Why are doctors often on the periphery—or absent altogether—when the disease being treated is addiction?
“Who needs a doctor anyway?” some might ask. “They just push drugs and make you switch addictions. I got clean without a doctor.”
I have heard such comments from those actively addicted, but sadly I’ve just as often heard them from stalwart pillars of recovery groups and from those entrusted with the treatment of individuals.
Today we study the disease of addiction in detail, we spend billions on it, but in the opinion of many we do not always do a very good job of treating it. It is clear that too often doctors do not have a clearly defined role in the process. Instead, to too great an extent the industry is characterized by “boutique programs with screenings and assessments made by salespeople,” as a commenter on an Addiction Professional article last July wrote.
While there are many fine programs providing high-quality care for this disease, the treatment industry is heavily populated with facilities selling the easier, softer way, with absolutely no evidence-based practices. A perusal of the Internet reveals numerous centers with claims of amazing success rates, leaving one to wonder why addiction even continues to be a problem!
Thomas McLellan, PhD, director of the Treatment Research Institute (TRI), states in the introduction to Anne Fletcher’s book Inside Rehab that “seriously addicted people are getting very limited care at exhaustive costs and with uncertain results.” Consider the success rates of any of the centers described in Fletcher’s book. “Success” in this context can be defined as an arrest of the progression of the disease manifestations that lasts. Apply this standard to the treatment of a loved one for cancer or heart disease. Is that good enough?
The National Center on Addiction and Substance Abuse’s (CASA’s) 573-page report on the gap between what has proven successful in addiction treatment and what is found in many programs is not an indictment of thousands of competent and diligent therapists in this field. Rather, it is an incrimination of the medical field for allowing a disease that last year killed more people than the death toll at the peak of the AIDS epidemic to remain “largely disconnected from mainstream medical practice,” as the report states.
Disease management model
Our medical system makes sure that someone going home after having been admitted to a hospital in a coma and found to have diabetes receives appropriate aftercare. This includes home visits to educate and evaluate, with frequent reports to the doctor. Appropriate medications are given, patients are instructed in continued self-care, and adjustments to treatment are made based on information obtained from patient logs. If a patient does not remain engaged, phone calls and even visits from social services are made to re-engage the patient. Some addiction programs, particularly those required for impaired physicians, involve this same level of vigilance. Now we need the medical community to do the same for non-physicians with addiction.
We must treat one patient at a time in the manner that each deserves. This can mean arranging follow-up with an American Society of Addiction Medicine/American Board of Addiction Medicine-certified physician, or one with experience in addiction, if possible.

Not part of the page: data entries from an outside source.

/// Pool state shared with cleanup tasks that outlive a cancelled request.
struct PoolInner {
    config: PoolConfig,
    slots: Vec<Slot>,
    free: Mutex<Vec<usize>>,
    semaphore: Arc<PrioritySemaphore>,
}

/// Holds a slot and its permit until the box is cleaned up.
///
/// Dropped before cleanup ran, which happens when the request future is
/// cancelled, it cleans the box on a background task and only then hands the
/// slot and permit back.
struct SlotLease {
    pool: Arc<PoolInner>,
    id: usize,
    permit: Option<OwnedPriorityPermit>,
    cleaned: bool,
}

impl Drop for SlotLease {
    fn drop(&mut self) {
        let permit = self.permit.take();
        if self.cleaned {
            self.pool.release_slot(self.id);
            drop(permit);
            return;
        }

        warn!(box_id = self.id, "Request dropped mid-flight, cleaning up in the background");
        let pool = Arc::clone(&self.pool);
        let id = self.id;
        match tokio::runtime::Handle::try_current() {
            Ok(handle) => {
                handle.spawn(async move {
                    pool.cleanup(&pool.slots[id]).await;
                    pool.release_slot(id);
                    drop(permit);
                });
            }
            Err(_) => {
                warn!(box_id = id, "No runtime for cleanup, releasing sandbox as is");
                pool.release_slot(id);
                drop(permit);
            }
        }
    }
}

/// A fixed set of reusable sandboxes.
pub struct SandboxPool {
    inner: Arc<PoolInner>,
}

impl SandboxPool {
    /// Create the pool and start one shell per slot.
    pub async fn new(config: PoolConfig) -> Result<Self> {
        tokio::fs::create_dir_all(&config.metadata_dir)
            .await
            .with_context(|| {
                format!("Failed to create metadata dir {}", config.metadata_dir.display())
            })?;

        let mut slots = Vec::with_capacity(config.box_count);
        for id in 0..config.box_count {
            let shell = PersistentShell::spawn(format!("box-{id}"), config.shell.as_str())
                .await
                .with_context(|| format!("Failed to start shell for box {id}"))?;
            slots.push(Slot {
                id,
                box_dir: config.sandbox_root.join(id.to_string()).join("box"),
                meta_path: config.metadata_dir.join(format!("{id}.meta")),
                shell,
                state: Mutex::new(SlotState::Free),
            });
        }

        info!(
            boxes = config.box_count,
            root = %config.sandbox_root.display(),
            isolate = %config.isolate_bin,
            "Sandbox pool ready"
        );

        Ok(Self {
            inner: Arc::new(PoolInner {
                free: Mutex::new((0..config.box_count).rev().collect()),
                semaphore: Arc::new(PrioritySemaphore::new(config.box_count)),
                slots,
                config,
            }),
        })
    }

    pub fn config(&self) -> &PoolConfig {
        &self.inner.config
    }

    /// Advisory snapshot; may be stale by the time it is read.
    pub fn status(&self) -> PoolStatus {
        PoolStatus {
            total: self.inner.slots.len(),
            available: self.inner.free_list().len(),
        }
    }

    /// Current lifecycle state of a slot, if it exists.
    pub fn slot_state(&self, id: usize) -> Option<SlotState> {
        self.inner.slots.get(id).map(Slot::state)
    }

    /// Kill every slot's shell.
    pub async fn shutdown(&self) {
        for slot in &self.inner.slots {
            slot.shell.shutdown().await;
        }
        info!("Sandbox pool shut down");
    }

    fn lease(&self, permit: OwnedPriorityPermit) -> Result<SlotLease, ExecutorError> {
        let id = self.inner.free_list().pop().ok_or(ExecutorError::NoFreeSlot)?;
        Ok(SlotLease {
            pool: Arc::clone(&self.inner),
            id,
            permit: Some(permit),
            cleaned: false,
        })
    }

    /// Run one request in the next free sandbox.
    ///
    /// Cancel-safe: if the returned future is dropped mid-run, the box is
    /// still cleaned up before its slot is reused.
    #[instrument(skip(self, command, options), fields(box_id))]
    pub async fn execute(
        &self,
        command: &SandboxCommand,
        priority: i32,
        options: &ExecuteOptions,
    ) -> Result<ExecutionResult, ExecutorError> {
        let permit = Arc::clone(&self.inner.semaphore).acquire_owned(priority).await;
        let mut lease = self.lease(permit)?;
        let slot = &self.inner.slots[lease.id];
        tracing::Span::current().record("box_id", slot.id);
        debug!("Acquired sandbox");

        let result = self.inner.run_in_slot(slot, command, options).await;
        self.inner.cleanup(slot).await;
        lease.cleaned = true;

        if let Err(e) = &result {
            warn!(error = %e, "Sandbox execution failed");
        }
        result
    }
}

impl PoolInner {
    fn free_list(&self) -> MutexGuard<'_, Vec<usize>> {
        self.free.lock().unwrap_or_else(PoisonError::into_inner)
    }

    fn release_slot(&self, id: usize) {
        self.slots[id].set_state(SlotState::Free);
        self.free_list().push(id);
        debug!(box_id = id, "Released sandbox");
    }

    async fn run_in_slot(
        &self,
        slot: &Slot,
        command: &SandboxCommand,
        options: &ExecuteOptions,
    ) -> Result<ExecutionResult, ExecutorError> {
        slot.set_state(SlotState::Initializing);
        self.init_box(slot).await?;

        stage_inputs(&slot.box_dir, options)
            .await
            .map_err(|source| ExecutorError::EnvironmentSetup {
                box_id: slot.id,
                source,
            })?;

        slot.set_state(SlotState::Running);
        let run_command = self.run_command(slot, command, options);
        let timeout = self.config.timeouts.supervisory_timeout(&options.limits);
        let shell_output = match slot.shell.execute(&run_command, timeout).await {
            Ok(output) => output,
            Err(ShellError::TimedOut(after)) => {
                return Err(ExecutorError::Internal {
                    box_id: slot.id,
                    reason: format!("supervisory timeout fired after {after:?}"),
                });
            }
            Err(e) => {
                return Err(ExecutorError::Internal {
                    box_id: slot.id,
                    reason: e.to_string(),
                });
            }
        };

        if reports_box_in_use(&shell_output.stderr) {
            return Err(ExecutorError::Internal {
                box_id: slot.id,
                reason: format!("sandbox already in use: {}", shell_output.stderr.trim()),
            });
        }

        Ok(self.collect(slot, &shell_output, &options.output_files).await)
    }

    async fn init_box(&self, slot: &Slot) -> Result<(), ExecutorError> {
        let command = join_quoted(self.box_args(slot, "--init"));
        match slot.shell.execute(&command, self.config.command_timeout).await {
            Ok(output) if output.exit_code == 0 => {
                debug!(box_id = slot.id, path = %output.stdout.trim(), "Initialized sandbox");
                Ok(())
            }
            Ok(output) => Err(ExecutorError::SandboxInit {
                box_id: slot.id,
                reason: non_empty_or(output.stderr.trim(), || {
                    format!("init exited with code {}", output.exit_code)
                }),
            }),
            Err(e) => Err(ExecutorError::SandboxInit {
                box_id: slot.id,
                reason: e.to_string(),
            }),
        }
    }

    fn box_args(&self, slot: &Slot, action: &str) -> Vec<String> {
        let mut args = vec![self.config.isolate_bin.clone(), format!("--box-id={}", slot.id)];
        if self.config.use_cgroups {
            args.push("--cg".to_string());
        }
        args.push(action.to_string());
        args
    }

    fn run_command(&self, slot: &Slot, command: &SandboxCommand, options: &ExecuteOptions) -> String {
        let mut args = self.box_args(slot, "--run");
        args.push(format!("--meta={}", slot.meta_path.display()));
        args.push(format!("--stdout={OUTPUT_FILE}"));
        args.push("--stderr-to-stdout".to_string());
        // Without --stdin the program would inherit the shell's command pipe.
        let stdin = if options.stdin.is_some() { STDIN_FILE } else { NULL_DEVICE };
        args.push(format!("--stdin={stdin}"));
        if options.inherit_env {
            args.push("--full-env".to_string());
        }
        args.extend(limits::isolate_args(
            &options.limits,
            &self.config.timeouts,
            self.config.use_cgroups,
        ));
        args.push("--".to_string());
        args.extend(command.to_argv());
        join_quoted(args)
    }

    async fn collect(
        &self,
        slot: &Slot,
        shell_output: &ShellOutput,
        output_files: &[OutputFile],
    ) -> ExecutionResult {
        let output = read_best_effort(&slot.box_dir.join(OUTPUT_FILE), slot.id).await;
        let report = read_best_effort(&slot.meta_path, slot.id).await;
        let metadata = metadata::parse(Some(report.as_str()));
        let exit_code = derive_exit_code(&metadata, shell_output.exit_code);
        let message = metadata
            .get("message")
            .cloned()
            .or_else(|| last_line(&shell_output.stderr));

        copy_outputs(&slot.box_dir, output_files, slot.id).await;

        debug!(
            box_id = slot.id,
            exit_code,
            status = metadata::status(&metadata).unwrap_or("OK"),
            "Collected run results"
        );

        ExecutionResult {
            exit_code,
            output,
            message,
            metadata,
        }
    }

    async fn cleanup(&self, slot: &Slot) {
        slot.set_state(SlotState::Cleaning);
        let command = join_quoted(self.box_args(slot, "--cleanup"));
        match slot.shell.execute(&command, self.config.command_timeout).await {
            Ok(output) if output.exit_code == 0 => debug!(box_id = slot.id, "Cleaned up sandbox"),
            Ok(output) => warn!(
                box_id = slot.id,
                exit_code = output.exit_code,
                stderr = %output.stderr.trim(),
                "Sandbox cleanup failed"
            ),
            Err(e) => warn!(box_id = slot.id, error = %e, "Sandbox cleanup failed"),
        }

        if let Err(e) = tokio::fs::remove_file(&slot.meta_path).await {
            if e.kind() != std::io::ErrorKind::NotFound {
                warn!(box_id = slot.id, error = %e, "Failed to remove metadata file");
            }
        }
    }
}

#[async_trait]
impl IsolationBackend for SandboxPool {
    async fn execute(
        &self,
        command: &SandboxCommand,
        priority: i32,
        options: &ExecuteOptions,
    ) -> Result<ExecutionResult, ExecutorError> {
        Self::execute(self, command, priority, options).await
    }

    fn status(&self) -> PoolStatus {
        Self::status(self)
    }
}

/// Exit code precedence: a kill counts as failure (1), then the fatal
/// signal, then the reported exit code, then the shell's `$?`.
pub fn derive_exit_code(meta: &Metadata, shell_exit_code: i32) -> i32 {
    if metadata::is_killed(meta) {
        1
    } else if let Some(signal) = metadata::exit_signal(meta) {
        signal
    } else if let Some(code) = metadata::exit_code(meta) {
        code
    } else {
        shell_exit_code
    }
}

fn reports_box_in_use(stderr: &str) -> bool {
    let stderr = stderr.to_ascii_lowercase();
    stderr.contains("already in use") || stderr.contains("currently in use")
}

We can begin the process of formulating and implementing a chronic disease management plan upon initial encounter with an addict/alcoholic. Know that a Suboxone-certified doctor is educated only about Suboxone, not all the intricacies involved with the treatment of addiction. Doctors at every level must become involved extensively in the disease management process. Such an effort can eventually lead to insurance, policy and medical education changes that are needed on a much grander scale to make a real difference.
A disease of the pancreas called diabetes can lead to abnormal glucose levels, and subsequently alterations in vision, renal function and every system associated with small vessels. All of this must be treated with a multidisciplinary approach. A brain disease called addiction leads to abnormal dopamine levels and a cascade of subsequent chemical alterations resulting in abnormal behaviors and a change in fundamental drives. This too requires a multidisciplinary approach to treat the resulting sickness of mind, body and spirit.
Addressing the spiritual
Capable therapists and psychologists most ably treat the mind. The medical community must up its game in the body portion of treatment. The entire industry must evolve with an insistence on making available the evidence-based treatments that today are available in a minority of treatment centers. Only if that is done can the third, and I believe most important, portion of the disease can be addressed: the spiritual portion.
Chemical processes in the brain lead to consciousness and behavior. They also result in intuition, fairness, love, and ultimately peace. Chemistry contributes to spirituality. We must recognize that this continuum from cellular chemistry through spirituality is a two-way street. Changing one’s spirituality leads to chemistry changes. Medication can change neurochemistry temporarily. Meditation changes dopamine. Acceptance changes serotonin. Doctors, therapists, and self-help groups are all imperative components of the treatment of this complex disease.
Therapists are usually “in the house.” Where are the doctors?